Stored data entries
◆ ◆ ◆ ◆ ◆ ◆ ◆

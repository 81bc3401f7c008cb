//! Backends holding encoded column and cube records.
use std::collections::BTreeMap;
use std::io;

use cubic_utils::{ColumnAddress, CubeAddress};
use parking_lot::Mutex;

/// Keyed byte storage for encoded records.
///
/// Implementations are shared between the world thread, which reads, and the
/// save worker, which writes.
pub trait CubeStorage: Send + Sync {
    /// The stored column record, if any.
    fn read_column(&self, address: ColumnAddress) -> io::Result<Option<Vec<u8>>>;

    /// The stored cube record, if any.
    fn read_cube(&self, address: CubeAddress) -> io::Result<Option<Vec<u8>>>;

    /// Stores a batch of column records.
    fn write_columns(&self, batch: Vec<(ColumnAddress, Vec<u8>)>) -> io::Result<()>;

    /// Stores a batch of cube records.
    fn write_cubes(&self, batch: Vec<(CubeAddress, Vec<u8>)>) -> io::Result<()>;

    /// Makes previous writes durable.
    fn flush(&self) -> io::Result<()> {
        Ok(())
    }
}

/// In-memory storage.
///
/// Nothing survives the process. Useful for tests and throwaway worlds.
#[derive(Debug, Default)]
pub struct RamOnlyStorage {
    columns: Mutex<BTreeMap<ColumnAddress, Vec<u8>>>,
    cubes: Mutex<BTreeMap<CubeAddress, Vec<u8>>>,
}

impl RamOnlyStorage {
    /// Creates an empty storage.
    #[must_use]
    pub fn new() -> Self {
        Self::default()
    }

    /// Addresses of the stored cubes of one column, bottom to top.
    #[must_use]
    pub fn cubes_in_column(&self, column: ColumnAddress) -> Vec<CubeAddress> {
        self.cubes
            .lock()
            .range(column.cube_range())
            .map(|(address, _)| *address)
            .collect()
    }

    /// Number of stored columns and cubes.
    #[must_use]
    pub fn record_counts(&self) -> (usize, usize) {
        (self.columns.lock().len(), self.cubes.lock().len())
    }
}

impl CubeStorage for RamOnlyStorage {
    fn read_column(&self, address: ColumnAddress) -> io::Result<Option<Vec<u8>>> {
        Ok(self.columns.lock().get(&address).cloned())
    }

    fn read_cube(&self, address: CubeAddress) -> io::Result<Option<Vec<u8>>> {
        Ok(self.cubes.lock().get(&address).cloned())
    }

    fn write_columns(&self, batch: Vec<(ColumnAddress, Vec<u8>)>) -> io::Result<()> {
        self.columns.lock().extend(batch);
        Ok(())
    }

    fn write_cubes(&self, batch: Vec<(CubeAddress, Vec<u8>)>) -> io::Result<()> {
        self.cubes.lock().extend(batch);
        Ok(())
    }
}

#[cfg(test)]
#[allow(clippy::unwrap_used)]
mod tests {
    use cubic_utils::{ColumnPos, CubePos};

    use super::*;

    #[test]
    fn cubes_are_listed_per_column() {
        let storage = RamOnlyStorage::new();
        let address = |x, y, z| CubeAddress::encode(CubePos::new(x, y, z)).expect("in range");
        storage
            .write_cubes(vec![
                (address(0, 3, 0), vec![3]),
                (address(0, -2, 0), vec![1]),
                (address(1, 0, 0), vec![2]),
                (address(0, 0, 1), vec![4]),
            ])
            .expect("ram write");

        let column = ColumnAddress::encode(ColumnPos::new(0, 0)).expect("in range");
        assert_eq!(
            storage.cubes_in_column(column),
            vec![address(0, -2, 0), address(0, 3, 0)]
        );
        assert_eq!(storage.record_counts(), (0, 4));
    }
}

◆ ◆ ◆ ◆ ◆ ◆ ◆

**Assignment**
The records above are to be copied out exactly, line for line.

**Answer to the exercise**
repository 81bc3401f7c008cb
//! Backends holding encoded column and cube records.
use std::collections::BTreeMap;
use std::io;

use cubic_utils::{ColumnAddress, CubeAddress};
use parking_lot::Mutex;

/// Keyed byte storage for encoded records.
///
/// Implementations are shared between the world thread, which reads, and the
/// save worker, which writes.
pub trait CubeStorage: Send + Sync {
    /// The stored column record, if any.
    fn read_column(&self, address: ColumnAddress) -> io::Result<Option<Vec<u8>>>;

    /// The stored cube record, if any.
    fn read_cube(&self, address: CubeAddress) -> io::Result<Option<Vec<u8>>>;

    /// Stores a batch of column records.
    fn write_columns(&self, batch: Vec<(ColumnAddress, Vec<u8>)>) -> io::Result<()>;

    /// Stores a batch of cube records.
    fn write_cubes(&self, batch: Vec<(CubeAddress, Vec<u8>)>) -> io::Result<()>;

    /// Makes previous writes durable.
    fn flush(&self) -> io::Result<()> {
        Ok(())
    }
}

/// In-memory storage.
///
/// Nothing survives the process. Useful for tests and throwaway worlds.
#[derive(Debug, Default)]
pub struct RamOnlyStorage {
    columns: Mutex<BTreeMap<ColumnAddress, Vec<u8>>>,
    cubes: Mutex<BTreeMap<CubeAddress, Vec<u8>>>,
}

impl RamOnlyStorage {
    /// Creates an empty storage.
    #[must_use]
    pub fn new() -> Self {
        Self::default()
    }

    /// Addresses of the stored cubes of one column, bottom to top.
    #[must_use]
    pub fn cubes_in_column(&self, column: ColumnAddress) -> Vec<CubeAddress> {
        self.cubes
            .lock()
            .range(column.cube_range())
            .map(|(address, _)| *address)
            .collect()
    }

    /// Number of stored columns and cubes.
    #[must_use]
    pub fn record_counts(&self) -> (usize, usize) {
        (self.columns.lock().len(), self.cubes.lock().len())
    }
}

impl CubeStorage for RamOnlyStorage {
    fn read_column(&self, address: ColumnAddress) -> io::Result<Option<Vec<u8>>> {
        Ok(self.columns.lock().get(&address).cloned())
    }

    fn read_cube(&self, address: CubeAddress) -> io::Result<Option<Vec<u8>>> {
        Ok(self.cubes.lock().get(&address).cloned())
    }

    fn write_columns(&self, batch: Vec<(ColumnAddress, Vec<u8>)>) -> io::Result<()> {
        self.columns.lock().extend(batch);
        Ok(())
    }

    fn write_cubes(&self, batch: Vec<(CubeAddress, Vec<u8>)>) -> io::Result<()> {
        self.cubes.lock().extend(batch);
        Ok(())
    }
}

#[cfg(test)]
#[allow(clippy::unwrap_used)]
mod tests {
    use cubic_utils::{ColumnPos, CubePos};

    use super::*;

    #[test]
    fn cubes_are_listed_per_column() {
        let storage = RamOnlyStorage::new();
        let address = |x, y, z| CubeAddress::encode(CubePos::new(x, y, z)).expect("in range");
        storage
            .write_cubes(vec![
                (address(0, 3, 0), vec![3]),
                (address(0, -2, 0), vec![1]),
                (address(1, 0, 0), vec![2]),
                (address(0, 0, 1), vec![4]),
            ])
            .expect("ram write");

        let column = ColumnAddress::encode(ColumnPos::new(0, 0)).expect("in range");
        assert_eq!(
            storage.cubes_in_column(column),
            vec![address(0, -2, 0), address(0, 3, 0)]
        );
        assert_eq!(storage.record_counts(), (0, 4));
    }
}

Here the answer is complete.